Go through the data and copy each line where the word "Duration" shows up.

─── EXTRACTED ENTRIES

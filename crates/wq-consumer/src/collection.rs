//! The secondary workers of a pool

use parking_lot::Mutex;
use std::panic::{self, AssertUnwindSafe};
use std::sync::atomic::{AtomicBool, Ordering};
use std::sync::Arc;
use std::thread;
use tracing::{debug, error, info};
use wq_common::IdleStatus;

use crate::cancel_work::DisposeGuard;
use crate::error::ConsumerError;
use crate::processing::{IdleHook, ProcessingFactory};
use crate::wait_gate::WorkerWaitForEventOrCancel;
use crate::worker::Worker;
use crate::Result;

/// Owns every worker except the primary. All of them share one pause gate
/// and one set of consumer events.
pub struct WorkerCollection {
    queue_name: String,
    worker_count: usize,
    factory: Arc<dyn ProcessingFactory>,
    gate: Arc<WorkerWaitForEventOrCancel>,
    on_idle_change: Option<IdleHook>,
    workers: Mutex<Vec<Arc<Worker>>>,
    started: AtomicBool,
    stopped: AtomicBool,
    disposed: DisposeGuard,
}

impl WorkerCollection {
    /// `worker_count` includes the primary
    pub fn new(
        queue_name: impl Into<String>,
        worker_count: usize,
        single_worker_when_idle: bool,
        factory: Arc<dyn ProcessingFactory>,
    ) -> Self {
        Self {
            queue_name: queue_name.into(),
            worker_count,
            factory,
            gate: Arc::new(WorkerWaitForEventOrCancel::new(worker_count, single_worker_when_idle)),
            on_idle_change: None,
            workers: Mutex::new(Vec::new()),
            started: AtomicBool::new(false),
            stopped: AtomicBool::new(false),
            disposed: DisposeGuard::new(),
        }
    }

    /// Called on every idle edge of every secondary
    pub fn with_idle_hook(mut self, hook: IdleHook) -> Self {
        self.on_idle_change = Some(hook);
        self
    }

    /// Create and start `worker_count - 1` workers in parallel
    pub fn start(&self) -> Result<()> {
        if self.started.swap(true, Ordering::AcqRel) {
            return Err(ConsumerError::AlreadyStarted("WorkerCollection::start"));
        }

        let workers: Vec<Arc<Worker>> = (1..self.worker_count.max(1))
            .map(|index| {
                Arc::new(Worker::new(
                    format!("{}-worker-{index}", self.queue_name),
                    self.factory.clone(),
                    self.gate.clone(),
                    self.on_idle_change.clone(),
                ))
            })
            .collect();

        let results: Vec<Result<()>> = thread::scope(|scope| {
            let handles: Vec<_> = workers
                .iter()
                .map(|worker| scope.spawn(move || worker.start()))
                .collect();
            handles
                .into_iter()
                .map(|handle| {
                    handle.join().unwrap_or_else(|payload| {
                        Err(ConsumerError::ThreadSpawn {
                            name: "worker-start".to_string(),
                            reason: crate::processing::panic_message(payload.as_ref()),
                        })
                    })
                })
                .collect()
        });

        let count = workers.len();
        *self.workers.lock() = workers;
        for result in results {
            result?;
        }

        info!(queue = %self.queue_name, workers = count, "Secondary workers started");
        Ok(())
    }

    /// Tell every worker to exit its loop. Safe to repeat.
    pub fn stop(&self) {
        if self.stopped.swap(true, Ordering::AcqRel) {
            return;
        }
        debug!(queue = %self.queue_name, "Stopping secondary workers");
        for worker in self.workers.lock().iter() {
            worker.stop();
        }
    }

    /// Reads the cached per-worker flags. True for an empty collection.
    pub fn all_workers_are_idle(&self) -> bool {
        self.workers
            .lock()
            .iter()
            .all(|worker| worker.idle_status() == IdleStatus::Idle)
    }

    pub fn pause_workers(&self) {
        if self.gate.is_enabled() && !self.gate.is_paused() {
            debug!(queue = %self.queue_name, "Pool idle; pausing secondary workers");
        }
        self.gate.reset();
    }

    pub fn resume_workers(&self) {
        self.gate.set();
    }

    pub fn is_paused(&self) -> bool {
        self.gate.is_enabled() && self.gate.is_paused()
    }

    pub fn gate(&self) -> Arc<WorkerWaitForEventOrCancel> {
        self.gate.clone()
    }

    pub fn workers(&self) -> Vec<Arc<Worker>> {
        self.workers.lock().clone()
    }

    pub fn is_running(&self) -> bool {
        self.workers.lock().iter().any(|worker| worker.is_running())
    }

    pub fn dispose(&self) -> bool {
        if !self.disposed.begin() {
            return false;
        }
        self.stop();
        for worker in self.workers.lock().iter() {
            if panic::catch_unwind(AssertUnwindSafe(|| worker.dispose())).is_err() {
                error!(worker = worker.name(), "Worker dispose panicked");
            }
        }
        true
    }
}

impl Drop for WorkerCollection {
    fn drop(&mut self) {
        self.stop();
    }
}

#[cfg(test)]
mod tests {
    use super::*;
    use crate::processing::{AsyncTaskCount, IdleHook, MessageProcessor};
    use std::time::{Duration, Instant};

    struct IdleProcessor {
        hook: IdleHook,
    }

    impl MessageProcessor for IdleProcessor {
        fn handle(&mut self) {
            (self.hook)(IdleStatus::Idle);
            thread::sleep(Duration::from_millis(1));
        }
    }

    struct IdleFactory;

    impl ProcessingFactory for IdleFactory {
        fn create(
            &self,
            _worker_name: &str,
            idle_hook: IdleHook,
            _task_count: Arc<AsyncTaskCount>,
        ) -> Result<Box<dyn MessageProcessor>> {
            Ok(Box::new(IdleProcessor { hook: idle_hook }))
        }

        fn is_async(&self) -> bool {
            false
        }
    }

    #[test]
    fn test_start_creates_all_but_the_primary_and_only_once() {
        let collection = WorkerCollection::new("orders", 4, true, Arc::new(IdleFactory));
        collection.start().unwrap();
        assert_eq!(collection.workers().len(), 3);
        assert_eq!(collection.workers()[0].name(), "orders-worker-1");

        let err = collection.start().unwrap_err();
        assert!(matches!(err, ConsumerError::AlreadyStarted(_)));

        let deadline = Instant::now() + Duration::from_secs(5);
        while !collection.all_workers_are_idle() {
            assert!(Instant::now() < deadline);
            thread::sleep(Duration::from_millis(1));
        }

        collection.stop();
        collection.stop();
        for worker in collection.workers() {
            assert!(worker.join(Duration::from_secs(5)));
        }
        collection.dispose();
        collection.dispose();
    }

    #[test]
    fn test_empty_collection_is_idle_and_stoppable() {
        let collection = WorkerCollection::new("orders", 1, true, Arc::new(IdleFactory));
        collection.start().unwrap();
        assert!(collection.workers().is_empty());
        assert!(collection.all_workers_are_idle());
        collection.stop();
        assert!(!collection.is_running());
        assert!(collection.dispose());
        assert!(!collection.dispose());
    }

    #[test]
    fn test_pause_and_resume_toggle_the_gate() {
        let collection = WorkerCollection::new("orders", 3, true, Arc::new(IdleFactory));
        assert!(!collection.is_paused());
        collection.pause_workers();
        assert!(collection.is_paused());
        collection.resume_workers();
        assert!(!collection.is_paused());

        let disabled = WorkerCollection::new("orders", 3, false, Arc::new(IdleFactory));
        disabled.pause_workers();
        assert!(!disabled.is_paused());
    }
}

──────

• _EXERCISE RESULT_
    use std::time::{Duration, Instant};
            thread::sleep(Duration::from_millis(1));
        let deadline = Instant::now() + Duration::from_secs(5);
            thread::sleep(Duration::from_millis(1));
            assert!(worker.join(Duration::from_secs(5)));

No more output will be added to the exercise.